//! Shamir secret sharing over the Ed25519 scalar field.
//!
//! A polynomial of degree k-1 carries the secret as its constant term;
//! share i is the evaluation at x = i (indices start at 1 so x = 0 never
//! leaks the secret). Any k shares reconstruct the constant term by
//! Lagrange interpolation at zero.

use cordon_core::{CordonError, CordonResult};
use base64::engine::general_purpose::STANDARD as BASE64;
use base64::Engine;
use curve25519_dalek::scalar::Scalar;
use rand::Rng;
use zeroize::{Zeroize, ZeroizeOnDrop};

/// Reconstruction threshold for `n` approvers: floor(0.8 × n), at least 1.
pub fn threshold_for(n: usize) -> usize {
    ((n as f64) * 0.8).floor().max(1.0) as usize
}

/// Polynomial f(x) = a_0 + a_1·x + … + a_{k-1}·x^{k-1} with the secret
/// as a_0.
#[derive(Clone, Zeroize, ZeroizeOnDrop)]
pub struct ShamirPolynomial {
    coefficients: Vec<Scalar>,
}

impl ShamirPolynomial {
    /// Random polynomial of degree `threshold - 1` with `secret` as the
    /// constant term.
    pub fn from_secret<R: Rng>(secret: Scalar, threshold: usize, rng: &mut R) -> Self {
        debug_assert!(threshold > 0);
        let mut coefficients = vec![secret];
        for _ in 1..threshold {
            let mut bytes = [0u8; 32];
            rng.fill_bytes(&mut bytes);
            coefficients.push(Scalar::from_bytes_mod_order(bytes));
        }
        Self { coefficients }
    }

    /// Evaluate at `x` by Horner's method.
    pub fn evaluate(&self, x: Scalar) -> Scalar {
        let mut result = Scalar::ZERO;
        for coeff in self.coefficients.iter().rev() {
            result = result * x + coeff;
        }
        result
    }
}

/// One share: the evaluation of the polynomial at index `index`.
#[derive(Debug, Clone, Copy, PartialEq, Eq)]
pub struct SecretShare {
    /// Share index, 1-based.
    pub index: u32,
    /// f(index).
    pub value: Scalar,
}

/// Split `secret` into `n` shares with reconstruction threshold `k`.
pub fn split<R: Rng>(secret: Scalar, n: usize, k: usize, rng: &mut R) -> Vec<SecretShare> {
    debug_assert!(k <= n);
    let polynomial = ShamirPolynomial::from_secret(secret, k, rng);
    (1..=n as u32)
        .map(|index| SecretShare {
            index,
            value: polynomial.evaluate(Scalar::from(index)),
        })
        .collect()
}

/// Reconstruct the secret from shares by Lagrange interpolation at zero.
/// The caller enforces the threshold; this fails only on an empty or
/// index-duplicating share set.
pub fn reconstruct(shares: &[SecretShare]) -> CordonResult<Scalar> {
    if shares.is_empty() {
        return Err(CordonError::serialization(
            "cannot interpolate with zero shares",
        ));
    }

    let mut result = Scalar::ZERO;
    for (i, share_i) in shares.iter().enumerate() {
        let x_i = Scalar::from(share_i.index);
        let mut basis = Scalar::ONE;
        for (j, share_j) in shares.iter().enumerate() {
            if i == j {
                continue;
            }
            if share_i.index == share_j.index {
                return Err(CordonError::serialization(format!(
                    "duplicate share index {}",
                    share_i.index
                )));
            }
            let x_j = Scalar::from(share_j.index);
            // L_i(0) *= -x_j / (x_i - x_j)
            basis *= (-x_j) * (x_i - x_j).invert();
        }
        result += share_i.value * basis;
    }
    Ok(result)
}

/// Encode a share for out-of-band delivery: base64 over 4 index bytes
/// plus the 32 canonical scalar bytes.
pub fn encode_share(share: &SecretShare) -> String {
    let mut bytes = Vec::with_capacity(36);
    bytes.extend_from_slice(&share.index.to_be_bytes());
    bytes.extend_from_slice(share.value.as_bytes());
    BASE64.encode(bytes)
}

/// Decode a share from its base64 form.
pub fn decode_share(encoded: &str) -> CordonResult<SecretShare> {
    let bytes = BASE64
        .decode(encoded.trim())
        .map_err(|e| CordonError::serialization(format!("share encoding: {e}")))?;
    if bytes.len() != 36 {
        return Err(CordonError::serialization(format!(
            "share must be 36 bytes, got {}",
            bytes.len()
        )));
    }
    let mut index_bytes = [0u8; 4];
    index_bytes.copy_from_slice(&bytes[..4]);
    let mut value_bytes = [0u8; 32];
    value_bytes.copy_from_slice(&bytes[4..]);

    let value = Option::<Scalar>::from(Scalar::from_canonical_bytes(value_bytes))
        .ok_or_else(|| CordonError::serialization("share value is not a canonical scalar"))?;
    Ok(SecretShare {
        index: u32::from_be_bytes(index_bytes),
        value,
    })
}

# # # # #

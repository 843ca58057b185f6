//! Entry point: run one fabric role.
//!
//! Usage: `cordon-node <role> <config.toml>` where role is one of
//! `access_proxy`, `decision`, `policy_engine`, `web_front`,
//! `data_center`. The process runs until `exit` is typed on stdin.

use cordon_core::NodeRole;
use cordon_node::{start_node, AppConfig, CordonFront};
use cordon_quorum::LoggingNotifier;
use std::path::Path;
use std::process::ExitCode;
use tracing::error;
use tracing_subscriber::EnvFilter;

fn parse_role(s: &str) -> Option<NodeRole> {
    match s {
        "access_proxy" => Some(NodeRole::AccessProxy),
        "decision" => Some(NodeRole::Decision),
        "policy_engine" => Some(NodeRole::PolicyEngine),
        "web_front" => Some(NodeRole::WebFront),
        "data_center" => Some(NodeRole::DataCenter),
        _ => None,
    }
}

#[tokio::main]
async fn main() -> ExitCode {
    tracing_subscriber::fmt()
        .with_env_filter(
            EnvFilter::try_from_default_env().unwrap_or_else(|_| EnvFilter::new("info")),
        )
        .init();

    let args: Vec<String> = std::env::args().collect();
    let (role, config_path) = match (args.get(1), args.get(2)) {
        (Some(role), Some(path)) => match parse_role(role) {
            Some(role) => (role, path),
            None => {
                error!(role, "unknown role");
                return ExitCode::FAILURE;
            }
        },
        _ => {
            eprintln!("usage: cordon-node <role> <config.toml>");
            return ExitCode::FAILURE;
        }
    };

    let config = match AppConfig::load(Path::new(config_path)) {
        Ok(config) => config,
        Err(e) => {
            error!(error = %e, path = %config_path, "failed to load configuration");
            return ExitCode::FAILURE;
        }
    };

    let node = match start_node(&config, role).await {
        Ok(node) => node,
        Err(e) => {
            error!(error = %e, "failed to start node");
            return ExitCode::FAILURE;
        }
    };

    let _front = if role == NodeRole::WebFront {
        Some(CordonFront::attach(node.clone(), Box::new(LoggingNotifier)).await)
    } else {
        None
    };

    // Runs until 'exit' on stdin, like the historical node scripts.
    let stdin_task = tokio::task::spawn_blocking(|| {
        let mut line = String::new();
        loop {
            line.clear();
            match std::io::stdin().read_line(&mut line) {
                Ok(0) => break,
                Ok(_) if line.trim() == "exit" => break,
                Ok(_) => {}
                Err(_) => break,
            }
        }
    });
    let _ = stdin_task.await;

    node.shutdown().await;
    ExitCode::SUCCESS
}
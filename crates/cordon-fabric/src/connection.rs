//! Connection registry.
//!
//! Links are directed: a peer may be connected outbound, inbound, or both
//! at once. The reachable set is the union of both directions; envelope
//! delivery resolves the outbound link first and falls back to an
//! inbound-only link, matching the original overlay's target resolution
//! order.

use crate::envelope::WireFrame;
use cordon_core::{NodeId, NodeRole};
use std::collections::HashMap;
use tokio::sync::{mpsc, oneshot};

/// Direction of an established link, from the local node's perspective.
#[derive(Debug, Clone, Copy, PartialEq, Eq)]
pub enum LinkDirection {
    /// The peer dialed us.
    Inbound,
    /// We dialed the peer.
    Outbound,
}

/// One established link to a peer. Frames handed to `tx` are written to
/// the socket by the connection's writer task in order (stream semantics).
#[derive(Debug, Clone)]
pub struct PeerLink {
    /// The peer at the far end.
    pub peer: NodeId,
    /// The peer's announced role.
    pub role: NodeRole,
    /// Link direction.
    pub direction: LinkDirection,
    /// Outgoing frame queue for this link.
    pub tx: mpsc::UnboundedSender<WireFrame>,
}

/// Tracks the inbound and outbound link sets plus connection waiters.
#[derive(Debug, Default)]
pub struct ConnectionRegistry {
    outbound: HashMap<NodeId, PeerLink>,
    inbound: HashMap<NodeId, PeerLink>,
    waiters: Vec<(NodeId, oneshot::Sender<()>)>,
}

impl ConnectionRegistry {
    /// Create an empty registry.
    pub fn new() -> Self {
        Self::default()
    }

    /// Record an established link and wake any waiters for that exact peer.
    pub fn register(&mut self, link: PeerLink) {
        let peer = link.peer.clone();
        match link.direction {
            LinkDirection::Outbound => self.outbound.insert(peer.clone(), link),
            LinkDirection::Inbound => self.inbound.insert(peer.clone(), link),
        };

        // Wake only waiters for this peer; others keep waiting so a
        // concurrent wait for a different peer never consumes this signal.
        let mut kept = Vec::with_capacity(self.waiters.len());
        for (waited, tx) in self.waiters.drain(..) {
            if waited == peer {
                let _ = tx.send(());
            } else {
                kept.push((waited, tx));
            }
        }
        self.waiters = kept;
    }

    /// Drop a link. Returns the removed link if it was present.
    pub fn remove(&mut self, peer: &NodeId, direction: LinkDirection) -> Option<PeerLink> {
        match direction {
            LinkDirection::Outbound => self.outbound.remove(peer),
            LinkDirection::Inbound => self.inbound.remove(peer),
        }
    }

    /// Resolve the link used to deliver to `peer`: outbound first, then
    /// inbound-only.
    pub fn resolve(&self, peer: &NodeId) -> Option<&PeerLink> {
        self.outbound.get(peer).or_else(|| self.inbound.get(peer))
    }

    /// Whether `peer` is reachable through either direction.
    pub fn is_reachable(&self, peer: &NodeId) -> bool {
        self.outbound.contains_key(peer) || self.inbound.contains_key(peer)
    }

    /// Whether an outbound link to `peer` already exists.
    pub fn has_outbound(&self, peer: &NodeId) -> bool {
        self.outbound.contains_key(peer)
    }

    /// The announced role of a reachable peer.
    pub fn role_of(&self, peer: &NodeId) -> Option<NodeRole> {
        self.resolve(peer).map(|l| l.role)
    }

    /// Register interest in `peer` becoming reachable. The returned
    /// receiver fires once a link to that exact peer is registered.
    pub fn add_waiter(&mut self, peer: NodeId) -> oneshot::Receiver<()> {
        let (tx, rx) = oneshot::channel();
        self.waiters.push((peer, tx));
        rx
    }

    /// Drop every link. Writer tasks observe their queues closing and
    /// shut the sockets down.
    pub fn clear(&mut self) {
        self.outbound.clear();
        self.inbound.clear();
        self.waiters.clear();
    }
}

# # # # #

What needs to be done: Look through the material above for the word "HashMap" and copy every line that has it.

Finished task:
use std::collections::HashMap;
    outbound: HashMap<NodeId, PeerLink>,
    inbound: HashMap<NodeId, PeerLink>,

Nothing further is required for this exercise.